Before we could even settle down for an interview with the outgoing Secretary General of the Botswana Democratic Party at his residence in Phakalane, Mpho Balopi gets way ahead of us to tell us that he remains a loyal member of the BDP.
It is a refrain that is to run through the interview – not to burnish his image, he says, but to show that he is in it to serve.
He reminds us that he never wanted to become Secretary General of the BDP, but instead became one by fate after Kentse Rammidi, a man so elected at a Congress in Mahalapye unexpectedly resigned.
He has barely finished a sentence on making his point on how he became a Secretary General before he jumped onto yet another related matter.
He tells us that he is a loyal member of the BDP.
That loyalty, he says extends to the party president.
It turns out that some BDP members had told the president at some time in the past that Balopi had ambitions to challenge him in future for the position of president.
His anecdote of how he never went out of his way to work at becoming the BDP Secretary General is in a way intended also to disavow all insinuations that he wanted to succeed or worse challenge Masisi.

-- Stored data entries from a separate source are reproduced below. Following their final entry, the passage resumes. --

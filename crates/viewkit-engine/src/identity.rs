//! Per-record identity resolution.
//!
//! Two separate identifiers come out of a record:
//! - the [`ResolvedKey`] used to address it in update/delete calls, and
//! - the [`RenderIdentity`] used only to keep list rendering stable.
//!
//! Resources disagree on their primary key (numeric `postId` here, `uuid` or
//! `user_id` there), so both are resolved from ordered candidate lists taken
//! from the [`ResourceProfile`].

use std::collections::HashSet;
use std::sync::OnceLock;
use std::sync::atomic::{AtomicU64, Ordering};

use viewkit_model::{Record, RenderIdentity, ResolvedKey, ResourceProfile, SYNTHETIC_PREFIX};

/// Process-local synthetic identity counter, seeded once from the clock.
static SYNTHETIC_SEED: OnceLock<AtomicU64> = OnceLock::new();

fn next_synthetic_seed() -> u64 {
    SYNTHETIC_SEED
        .get_or_init(|| {
            let millis = chrono::Utc::now().timestamp_millis();
            AtomicU64::new(u64::try_from(millis).unwrap_or_default())
        })
        .fetch_add(1, Ordering::Relaxed)
}

/// A record together with its derived identifiers.
#[derive(Debug, Clone, PartialEq)]
pub struct TaggedRecord {
    pub record: Record,
    pub key: ResolvedKey,
    pub identity: RenderIdentity,
}

/// Resolves addressing keys and render identities for one resource type.
#[derive(Debug, Clone, PartialEq, Eq)]
pub struct IdentityResolver {
    numeric_field: String,
    key_fields: Vec<String>,
    render_fields: Vec<String>,
}

impl IdentityResolver {
    pub fn new<S: Into<String>>(numeric_field: impl Into<String>, key_fields: Vec<S>) -> Self {
        Self {
            numeric_field: numeric_field.into(),
            key_fields: key_fields.into_iter().map(Into::into).collect(),
            render_fields: Vec::new(),
        }
    }

    /// Add natural-key fields consulted only for render identity.
    #[must_use]
    pub fn with_render_fields<S: Into<String>>(mut self, fields: Vec<S>) -> Self {
        self.render_fields = fields.into_iter().map(Into::into).collect();
        self
    }

    pub fn from_profile(profile: &ResourceProfile) -> Self {
        Self::new(profile.numeric_key.clone(), profile.key_fields.clone())
            .with_render_fields(profile.render_fields.clone())
    }

    /// Resolve the addressing key.
    ///
    /// A JSON number in the numeric field always wins. Otherwise the first
    /// candidate field holding a non-blank string is used, in configured
    /// order.
    pub fn resolve_key(&self, record: &Record) -> ResolvedKey {
        if let Some(number) = record.number(&self.numeric_field) {
            return ResolvedKey::Numeric(number.clone());
        }
        match record.first_text(&self.key_fields) {
            Some((_, value)) => ResolvedKey::Textual(value.to_string()),
            None => ResolvedKey::None,
        }
    }

    /// Render identity for a record at `position` in its batch.
    ///
    /// Falls back to a synthetic `tmp-<seed>-<position>` value (random suffix
    /// without a position) when the record has no natural key. Synthetic
    /// values are never handed out twice in one process.
    pub fn render_identity(&self, record: &Record, position: Option<usize>) -> RenderIdentity {
        match self.natural_identity(record) {
            Some(natural) => RenderIdentity::new(natural),
            None => synthetic_identity(position),
        }
    }

    fn natural_identity(&self, record: &Record) -> Option<String> {
        self.resolve_key(record)
            .as_string()
            .or_else(|| record.first_text(&self.render_fields).map(|(_, v)| v.to_string()))
    }

    /// Resolve key and identity for a whole batch.
    ///
    /// A natural identity already taken in the batch gets the lowest free
    /// `~n` suffix (n >= 2), so no two rows of one list share an identity.
    pub fn tag_batch(&self, records: Vec<Record>) -> Vec<TaggedRecord> {
        let mut used: HashSet<String> = HashSet::new();
        let mut duplicates = 0usize;
        let tagged: Vec<TaggedRecord> = records
            .into_iter()
            .enumerate()
            .map(|(position, record)| {
                let key = self.resolve_key(&record);
                let identity = match self.natural_identity(&record) {
                    Some(natural) if used.insert(natural.clone()) => RenderIdentity::new(natural),
                    Some(natural) => {
                        duplicates += 1;
                        let candidate = (2..)
                            .map(|n| format!("{natural}~{n}"))
                            .find(|candidate| !used.contains(candidate))
                            .unwrap_or_default();
                        used.insert(candidate.clone());
                        RenderIdentity::new(candidate)
                    }
                    None => synthetic_identity(Some(position)),
                };
                TaggedRecord {
                    record,
                    key,
                    identity,
                }
            })
            .collect();

        if duplicates > 0 {
            tracing::debug!(duplicates, "Disambiguated repeated natural keys in batch");
        }
        tagged
    }
}

fn synthetic_identity(position: Option<usize>) -> RenderIdentity {
    let seed = next_synthetic_seed();
    let suffix = match position {
        Some(position) => position.to_string(),
        None => uuid::Uuid::new_v4().simple().to_string(),
    };
    RenderIdentity::new(format!("{SYNTHETIC_PREFIX}{seed}-{suffix}"))
}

He is clearly hurt that people worked so hard to create an imaginary rift between him and Masisi.
For the first time Balopi goes public on the fact that president Masisi has in the past asked him to step down as Secretary General.
The idea, he says was so that he could concentrate on his cabinet position.

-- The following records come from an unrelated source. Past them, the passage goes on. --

//! The list-view controller.
//!
//! [`ListController`] is the single owner of a view's mutable state: page
//! position, active query, loaded rows and session user. Each async
//! operation computes its result on locals and commits only after the
//! transport call succeeded, so a failed request leaves the view exactly as
//! it was.

use serde_json::Value;
use viewkit_model::{
    CurrentUser, PagingSettings, Query, Record, RenderIdentity, ResolvedKey, ResourceProfile,
    ViewConfig,
};

use crate::error::{Result, ViewError};
use crate::identity::{IdentityResolver, TaggedRecord};
use crate::normalize::normalize;
use crate::pagination::{PageMeta, PageState};
use crate::search::SearchFilter;
use crate::transport::Transport;

/// Who owns paging.
#[derive(Debug, Clone, Copy, PartialEq, Eq, Default)]
pub enum PagingMode {
    /// Every page and query goes to the server; metadata drives the state.
    #[default]
    ServerPaged,
    /// One bounded fetch; filtering and paging happen in memory.
    ClientFiltered,
}

/// One rendered row.
#[derive(Debug, Clone, PartialEq)]
pub struct RowView {
    pub key: ResolvedKey,
    pub identity: RenderIdentity,
    pub record: Record,
    /// Advisory: whether edit/delete controls should be offered.
    pub can_mutate: bool,
}

/// Advisory mutation check.
///
/// Admins may modify anything. Other users may modify records whose owner
/// fields name them. Without a signed-in user nothing is modifiable.
pub fn can_mutate<S: AsRef<str>>(
    record: &Record,
    user: Option<&CurrentUser>,
    owner_fields: &[S],
) -> bool {
    let Some(user) = user else {
        return false;
    };
    if user.is_admin {
        return true;
    }
    let username = user.username.trim();
    !username.is_empty()
        && owner_fields
            .iter()
            .any(|field| record.scalar_string(field.as_ref()).as_deref() == Some(username))
}

/// Owns the state of one list view over one resource.
#[derive(Debug)]
pub struct ListController<T> {
    transport: T,
    resource: String,
    profile: ResourceProfile,
    paging: PagingSettings,
    mode: PagingMode,
    resolver: IdentityResolver,
    filter: SearchFilter,
    state: PageState,
    query: Query,
    /// Client mode: the full fetched set. Server mode: unused.
    fetched: Vec<TaggedRecord>,
    /// Server mode: the current page. Client mode: the filtered set.
    rows: Vec<TaggedRecord>,
    user: Option<CurrentUser>,
}

impl<T: Transport> ListController<T> {
    pub fn new(
        transport: T,
        resource: impl Into<String>,
        config: &ViewConfig,
        mode: PagingMode,
    ) -> Self {
        let resource = resource.into();
        let profile = config.resource(&resource);
        Self {
            transport,
            resolver: IdentityResolver::from_profile(&profile),
            filter: SearchFilter::from_profile(&profile),
            state: PageState::new(config.paging.page_size).with_page_base(config.paging.first_page),
            paging: config.paging,
            profile,
            resource,
            mode,
            query: Query::default(),
            fetched: Vec::new(),
            rows: Vec::new(),
            user: None,
        }
    }

    /// Set the session user used for advisory mutation gating.
    #[must_use]
    pub fn with_user(mut self, user: CurrentUser) -> Self {
        self.user = Some(user);
        self
    }

    pub fn set_user(&mut self, user: Option<CurrentUser>) {
        self.user = user;
    }

    pub fn resource(&self) -> &str {
        &self.resource
    }

    pub fn mode(&self) -> PagingMode {
        self.mode
    }

    pub fn state(&self) -> &PageState {
        &self.state
    }

    pub fn query(&self) -> &Query {
        &self.query
    }

    pub fn transport(&self) -> &T {
        &self.transport
    }

    /// Fetch with the current query and page.
    pub async fn load(&mut self) -> Result<()> {
        match self.mode {
            PagingMode::ServerPaged => {
                let (state, rows) = self.fetch_page(self.state.clone(), &self.query).await?;
                self.state = state;
                self.rows = rows;
            }
            PagingMode::ClientFiltered => {
                let fetched = self.fetch_all().await?;
                let rows = self.filtered(&fetched, &self.query);
                self.state.set_total(rows.len());
                self.fetched = fetched;
                self.rows = rows;
            }
        }
        tracing::info!(
            resource = %self.resource,
            rows = self.rows.len(),
            page = self.state.page(),
            pages = self.state.page_count(),
            total = self.state.total(),
            "Loaded list"
        );
        Ok(())
    }

    /// Apply a new query, starting again from the first page.
    ///
    /// Server mode fetches; client mode filters the already fetched set.
    pub async fn search(&mut self, query: Query) -> Result<()> {
        match self.mode {
            PagingMode::ServerPaged => {
                let fresh = PageState::new(self.state.page_size())
                    .with_page_base(self.paging.first_page);
                let (state, rows) = self.fetch_page(fresh, &query).await?;
                self.state = state;
                self.rows = rows;
            }
            PagingMode::ClientFiltered => {
                let rows = self.filtered(&self.fetched, &query);
                let page_size = self.state.page_size();
                self.state.set_page_size(page_size);
                self.state.set_total(rows.len());
                self.rows = rows;
            }
        }
        tracing::debug!(
            resource = %self.resource,
            active = query.is_active(),
            matches = self.state.total(),
            "Applied query"
        );
        self.query = query;
        Ok(())
    }

    /// Change the page size and return to the first page.
    pub async fn set_page_size(&mut self, page_size: usize) -> Result<()> {
        let mut next = self.state.clone();
        next.set_page_size(page_size);
        self.navigate(next).await.map(|_| ())
    }

    pub async fn first(&mut self) -> Result<bool> {
        self.go_to(0).await
    }

    pub async fn prev(&mut self) -> Result<bool> {
        match self.state.page().checked_sub(1) {
            Some(page) => self.go_to(page).await,
            None => Ok(false),
        }
    }

    pub async fn next(&mut self) -> Result<bool> {
        self.go_to(self.state.page() + 1).await
    }

    pub async fn last(&mut self) -> Result<bool> {
        self.go_to(self.state.page_count() - 1).await
    }

    /// Move to a zero-based page. Out-of-range targets are a no-op.
    pub async fn go_to(&mut self, page: usize) -> Result<bool> {
        let mut next = self.state.clone();
        if !next.go_to(page) {
            return Ok(false);
        }
        self.navigate(next).await
    }

    async fn navigate(&mut self, next: PageState) -> Result<bool> {
        match self.mode {
            PagingMode::ServerPaged => {
                let (state, rows) = self.fetch_page(next, &self.query).await?;
                self.state = state;
                self.rows = rows;
            }
            PagingMode::ClientFiltered => self.state = next,
        }
        Ok(true)
    }

    /// Rows of the current page.
    pub fn rows(&self) -> Vec<RowView> {
        let visible = match self.mode {
            PagingMode::ServerPaged => &self.rows[..],
            PagingMode::ClientFiltered => self.state.slice(&self.rows),
        };
        visible
            .iter()
            .map(|tagged| RowView {
                key: tagged.key.clone(),
                identity: tagged.identity.clone(),
                record: tagged.record.clone(),
                can_mutate: tagged.key.is_addressable()
                    && can_mutate(&tagged.record, self.user.as_ref(), &self.profile.owner_fields),
            })
            .collect()
    }

    /// Create a record and insert it at the front of the list.
    pub async fn create(&mut self, body: Record) -> Result<RenderIdentity> {
        let response = self
            .transport
            .create(&self.resource, &body.clone().into_value())
            .await?;
        let record = match response {
            Value::Object(map) => Record::from(map),
            _ => body,
        };
        let key = self.resolver.resolve_key(&record);
        let identity = self.unique_identity(self.resolver.render_identity(&record, None));
        let tagged = TaggedRecord {
            record,
            key,
            identity: identity.clone(),
        };

        match self.mode {
            PagingMode::ServerPaged => {
                self.rows.insert(0, tagged);
                self.state.set_total(self.state.total() + 1);
            }
            PagingMode::ClientFiltered => {
                if self.filter.matches(&tagged.record, &self.query) {
                    self.rows.insert(0, tagged.clone());
                }
                self.fetched.insert(0, tagged);
                self.state.set_total(self.rows.len());
            }
        }
        tracing::info!(resource = %self.resource, identity = %identity, "Created record");
        Ok(identity)
    }

    /// Send `patch` for the row with `identity` and merge the result.
    pub async fn update(&mut self, identity: &RenderIdentity, patch: &Record) -> Result<()> {
        let key = self.mutable_key(identity)?;
        let response = self
            .transport
            .update(&self.resource, &key, &patch.clone().into_value())
            .await?;

        let mut merged = self
            .find(identity)
            .map(|tagged| tagged.record.clone())
            .unwrap_or_default();
        merged.merge(patch);
        if let Some(server) = Record::from_value(response) {
            merged.merge(&server);
        }
        for list in [&mut self.rows, &mut self.fetched] {
            if let Some(tagged) = list.iter_mut().find(|t| &t.identity == identity) {
                tagged.record = merged.clone();
            }
        }
        if self.mode == PagingMode::ClientFiltered && !self.filter.matches(&merged, &self.query) {
            self.rows.retain(|t| &t.identity != identity);
            self.state.set_total(self.rows.len());
            tracing::debug!(identity = %identity, "Updated record no longer matches the query");
        }
        tracing::info!(resource = %self.resource, key = %key, "Updated record");
        Ok(())
    }

    /// Delete the row with `identity` and recompute pagination.
    pub async fn delete(&mut self, identity: &RenderIdentity) -> Result<()> {
        let key = self.mutable_key(identity)?;
        self.transport.delete(&self.resource, &key).await?;

        self.rows.retain(|t| &t.identity != identity);
        self.fetched.retain(|t| &t.identity != identity);
        let total = match self.mode {
            PagingMode::ServerPaged => self.state.total().saturating_sub(1),
            PagingMode::ClientFiltered => self.rows.len(),
        };
        self.state.set_total(total);
        tracing::info!(resource = %self.resource, key = %key, "Deleted record");
        Ok(())
    }

    fn find(&self, identity: &RenderIdentity) -> Option<&TaggedRecord> {
        self.rows.iter().find(|t| &t.identity == identity)
    }

    /// Key for a mutation, or the local refusal.
    fn mutable_key(&self, identity: &RenderIdentity) -> Result<ResolvedKey> {
        let tagged = self.find(identity).ok_or_else(|| ViewError::UnknownRow {
            identity: identity.clone(),
        })?;
        if !tagged.key.is_addressable() {
            tracing::warn!(
                resource = %self.resource,
                identity = %identity,
                "Refusing mutation of unaddressable record"
            );
            return Err(ViewError::UnaddressableRecord {
                identity: identity.clone(),
            });
        }
        if !can_mutate(&tagged.record, self.user.as_ref(), &self.profile.owner_fields) {
            return Err(ViewError::NotPermitted {
                identity: identity.clone(),
            });
        }
        Ok(tagged.key.clone())
    }

    fn unique_identity(&self, identity: RenderIdentity) -> RenderIdentity {
        let taken = |candidate: &str| {
            self.rows
                .iter()
                .chain(&self.fetched)
                .any(|t| t.identity.as_str() == candidate)
        };
        if !taken(identity.as_str()) {
            return identity;
        }
        let suffixed = (2..)
            .map(|n| format!("{identity}~{n}"))
            .find(|candidate| !taken(candidate));
        suffixed.map_or(identity, RenderIdentity::new)
    }

    fn filtered(&self, records: &[TaggedRecord], query: &Query) -> Vec<TaggedRecord> {
        records
            .iter()
            .filter(|t| self.filter.matches(&t.record, query))
            .cloned()
            .collect()
    }

    async fn fetch_page(
        &self,
        mut next: PageState,
        query: &Query,
    ) -> Result<(PageState, Vec<TaggedRecord>)> {
        let params = query.to_params(next.server_page(), next.page_size());
        let payload = self.transport.get(&self.resource, &params).await?;
        let meta = PageMeta::extract(&payload);
        let rows = self.resolver.tag_batch(normalize(&payload));
        next.apply_server_meta(&meta, rows.len());
        Ok((next, rows))
    }

    async fn fetch_all(&self) -> Result<Vec<TaggedRecord>> {
        let params =
            Query::default().to_params(self.paging.first_page, self.paging.client_fetch_size);
        let payload = self.transport.get(&self.resource, &params).await?;
        Ok(self.resolver.tag_batch(normalize(&payload)))
    }
}

#[cfg(test)]
mod tests {
    use super::*;
    use viewkit_model::record;

    #[test]
    fn admins_may_modify_anything() {
        let admin = CurrentUser::new("root", true);
        assert!(can_mutate(&record!({}), Some(&admin), &["writerId"]));
    }

    #[test]
    fn owners_match_by_owner_field() {
        let kim = CurrentUser::new("kim", false);
        let post = record!({"writerId": "kim"});
        assert!(can_mutate(&post, Some(&kim), &["author_id", "writerId"]));
        assert!(!can_mutate(&post, Some(&CurrentUser::new("lee", false)), &["writerId"]));
        assert!(!can_mutate(&post, None, &["writerId"]));
        assert!(!can_mutate(&post, Some(&CurrentUser::new(" ", false)), &["writerId"]));
    }
}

“I agreed to step down. I did not want to be seen to be defying the leader,” he says.
But instead of stepping down as secretary General, Balopi stepped down as minister.
Some felt he was snubbing the president.
To the contrary, he says he has been loyal to President Mokgweetsi Masisi and will continue to be. He will not participate in effort aimed at undermining Masisi’s success as a president. And his decision not to defend his position was so that nobody points a finger at him.
But has President Masisi ever asked Mpho Balopi to resign from the position of BDP Secretary General? We ask. Yes, he has. It’s the answer that comes our reluctantly with some hurt in the tone of the voice.
And he immediately moves on signalling that there are more important things for him to talk about in the interview.
Balopi is adamant that history is on his side. And that his track record speaks volumes.
He tells us that he has been Secretary General of the BDP for a total of eleven years.
That makes him the third longest serving Secretary General after Daniel Kwelagobe who served for 27 years and the late Sir Ketumile who served as BDP Secretary General for 18 years.
More than twice during the interview he reminds us that when his friends and peers like Gomolemo Motswaledi, Ndaba Gaolathe, Samson Moyo Guma Botsalo Ntuane, Wynter Mmolotsi and others left the BDP he stayed put. And his decision has over time been vindicated, he says.
“The BDP is a very strong brand. My worry is that the BDP of today is contaminating a very strong brand. It is the BDP members who keep diluting this brand,” says Balopi.
To those who say he resigned from cabinet and is now leaving the position of Secretary General so that he can start fighting the party or Masisi, Balopi says there will be nothing like that.
“There is no way I am going to fight the BDP,” he says as a matter of fact.
He says President Masisi should be allowed to run his government undisturbed.
“I cannot be the one disturbing the president in doing his job. We don’t want the party to lose focus. We don’t want to disturb government on how they want to run their affairs,” he says.
People have been coming to him asking him to contest other central committee positions.
He says he is worried by people joining the BDP who are themselves not well versed in the ethos of the BDP.
“I don’t want to contest any positions. I was wired as a businessman. I was wired in team work. I am shocked by politicians who believe in separating people. The BDP today has people who are not unifiers,” says Balopi.
Is it a coincidence that just as he is exiting top political positions, many of his political nemesis are coming back in large numbers?
He says he has no idea, but adds that he is aware of ongoing propaganda that is gaining momentum to the effect that he had wanted to become Vice president.